Barnabas Bidwell (August 23, 1763 – July 27, 1833) was an author, teacher and politician of the late 18th and early 19th centuries, active in Massachusetts and Upper Canada (now Ontario). Educated at Yale, he practised law in western Massachusetts and served as treasurer of Berkshire County. He served in the state legislature as representative and senator, as well as in the United States Congress as spokesman for the administration of Thomas Jefferson. He was effective in defending the administration's positions and passing important legislation, and was the Massachusetts Attorney General from 1807 to 1810, when exaggerated press accounts of irregularities in the Berkshire County books halted his political career and prompted his flight to Upper Canada. Bidwell later paid the $63.18, plus fines, which he attributed to a Berkshire County clerk while he was away on duties in Boston. Nonetheless, the controversy, exaggerated in the press by his Federalist Party enemies, effectively scuppered his potential appointment to the U.S. Supreme Court.

In Upper Canada, he won a seat in the provincial assembly but his political opponents managed to expel him on charges of having his American citizenship, being a fugitive and having immoral character.

Early life
Bidwell was son of American Revolutionary War Patriot Adonijah Bidwell, Yale 1740, and Jemima Devotion in Township No. 1 (now Monterey, Massachusetts), and he graduated from Yale College in 1785. Through his mother, he was descended from John Haynes, 5th Governor of Massachusetts and 1st Governor of Connecticut, and George Wyllys, 4th Governor of Connecticut. He later attended the College in the English Colony of Rhode Island and Providence Plantations (now known as Brown University) in Providence, Rhode Island. He studied law under judge Theodore Sedgwick of Stockbridge, Massachusetts. Sedgwick, a prominent member of the House of Representatives and later a senator, was an important spokesman for the Federalist Party. He was admitted to the Massachusetts state bar in 1805 and commenced practice in Stockbridge, Massachusetts.

US political career
Bidwell broke with the Federalists and became the leading spokesman of the Democratic-Republican administration of President Thomas Jefferson in the US Congress.

Bidwell was a Massachusetts state senator from 1801 to 1804 and a member of the Massachusetts House of Representatives from 1805 to 1807. Bidwell was elected as a Democratic-Republican and served in the  Ninth and  Tenth Congresses (March 4, 1805 – July 13, 1807).

In the House of Representatives, Bidwell displaced John Randolph of Roanoke, as administration leader and become the leading spokesman of Jefferson.
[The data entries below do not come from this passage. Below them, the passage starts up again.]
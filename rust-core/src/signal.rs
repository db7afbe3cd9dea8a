//! Sampled signal with its time base

use crate::error::{SignalError, SignalResult};
use crate::spectrum::{Spectrum, estimate_spectrum};

/// Real-valued samples paired with equally spaced time stamps
///
/// Only the first interval is used as the time step; spacing further along
/// the record is not checked.
#[derive(Debug, Clone, PartialEq)]
pub struct Signal {
    time: Vec<f64>,
    samples: Vec<f64>,
}

impl Signal {
    /// Pair samples with their time base
    ///
    /// # Errors
    /// * `ShapeMismatch` when the lengths differ
    /// * `DegenerateInput` for fewer than two samples
    /// * `InvalidParameter` when the first step is not finite and positive
    pub fn new(time: Vec<f64>, samples: Vec<f64>) -> SignalResult<Self> {
        SignalError::check_aligned("time", time.len(), "signal", samples.len())?;
        SignalError::check_min_len("signal", samples.len())?;
        time_step(&time)?;
        Ok(Self { time, samples })
    }

    /// Build the time base from a sampling frequency, starting at zero
    pub fn from_sampling_frequency(
        samples: Vec<f64>,
        sampling_frequency: f64,
    ) -> SignalResult<Self> {
        if !(sampling_frequency.is_finite() && sampling_frequency > 0.0) {
            return Err(SignalError::InvalidParameter(format!(
                "sampling frequency must be finite and positive, got {}",
                sampling_frequency
            )));
        }
        let dt = 1.0 / sampling_frequency;
        let time = (0..samples.len()).map(|i| i as f64 * dt).collect();
        Self::new(time, samples)
    }

    pub fn time(&self) -> &[f64] {
        &self.time
    }

    pub fn samples(&self) -> &[f64] {
        &self.samples
    }

    pub fn len(&self) -> usize {
        self.samples.len()
    }

    pub fn is_empty(&self) -> bool {
        self.samples.is_empty()
    }

    /// Spacing between the first two time stamps
    pub fn time_step(&self) -> f64 {
        self.time[1] - self.time[0]
    }

    pub fn sampling_frequency(&self) -> f64 {
        1.0 / self.time_step()
    }

    /// One-sided spectrum of this record
    pub fn spectrum(&self) -> SignalResult<Spectrum> {
        estimate_spectrum(&self.time, &self.samples)
    }

    /// Same time base, new samples (e.g. a filtered copy)
    pub fn with_samples(&self, samples: Vec<f64>) -> SignalResult<Self> {
        Self::new(self.time.clone(), samples)
    }
}

/// First time step of a time base
///
/// # Errors
/// `DegenerateInput` for fewer than two stamps, `InvalidParameter` when the
/// step is not finite and positive.
pub fn time_step(time: &[f64]) -> SignalResult<f64> {
    SignalError::check_min_len("time base", time.len())?;
    let dt = time[1] - time[0];
    if !(dt.is_finite() && dt > 0.0) {
        return Err(SignalError::InvalidParameter(format!(
            "time base must be strictly increasing, first step is {}",
            dt
        )));
    }
    Ok(dt)
}
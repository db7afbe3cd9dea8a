//! Butterworth low-pass design and causal IIR filtering

pub mod windows;
pub mod design;
pub mod iir;
pub mod lowpass;

pub use windows::{WindowType, generate_window, window_segment};
pub use design::{
    ButterworthDesign, MAX_ORDER, design_butter_lowpass, frequency_response, magnitude_response_db,
};
pub use iir::IirFilter;
pub use lowpass::{LowpassConfig, butter_lowpass_filter};
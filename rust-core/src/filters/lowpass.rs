//! Forward-only Butterworth low-pass filtering of a whole record

use super::design::ButterworthDesign;
use super::iir::IirFilter;
use crate::error::SignalResult;
use log::debug;

/// Low-pass filter parameters
#[derive(Debug, Clone, PartialEq)]
pub struct LowpassConfig {
    /// Cutoff frequency (Hz)
    pub cutoff: f64,

    /// Sampling frequency (Hz)
    pub sampling_frequency: f64,

    /// Butterworth order
    pub order: usize,
}

impl Default for LowpassConfig {
    fn default() -> Self {
        Self {
            cutoff: 60.0,
            sampling_frequency: 200.0,
            order: 4,
        }
    }
}

impl LowpassConfig {
    /// Filter a record with this configuration
    pub fn apply(&self, data: &[f64]) -> SignalResult<Vec<f64>> {
        butter_lowpass_filter(data, self.cutoff, self.sampling_frequency, self.order)
    }
}

/// Low-pass filter a signal with a digital Butterworth design
///
/// The normalized cutoff is `cutoff / (0.5 * sampling_frequency)` and must
/// lie strictly inside (0, 1). The design runs as a single causal pass from
/// a zero initial state, so the output lags the input; there is no
/// forward-backward (zero-phase) pass.
///
/// # Returns
/// Filtered signal, same length as `data`
pub fn butter_lowpass_filter(
    data: &[f64],
    cutoff: f64,
    sampling_frequency: f64,
    order: usize,
) -> SignalResult<Vec<f64>> {
    let design = ButterworthDesign::from_frequencies(order, cutoff, sampling_frequency)?;
    debug!(
        "low-pass {} samples: cutoff={} fs={} order={}",
        data.len(),
        cutoff,
        sampling_frequency,
        order
    );

    let mut filter = IirFilter::from_design(&design);
    Ok(filter.process_block(data))
}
He successfully defended the president's policy of imposing economic sanctions in response to British violations of neutral rights at sea. He also directed the campaign to purchase Florida and was the leading advocate for passage of the bill that abolished the slave trade in the US, which took effect in 1808. He was Attorney General of Massachusetts (June 15, 1807 – August 30, 1810), when his political opponents found in a minor discrepancy in the Berkshire County books and so exaggerated allegations of corruption.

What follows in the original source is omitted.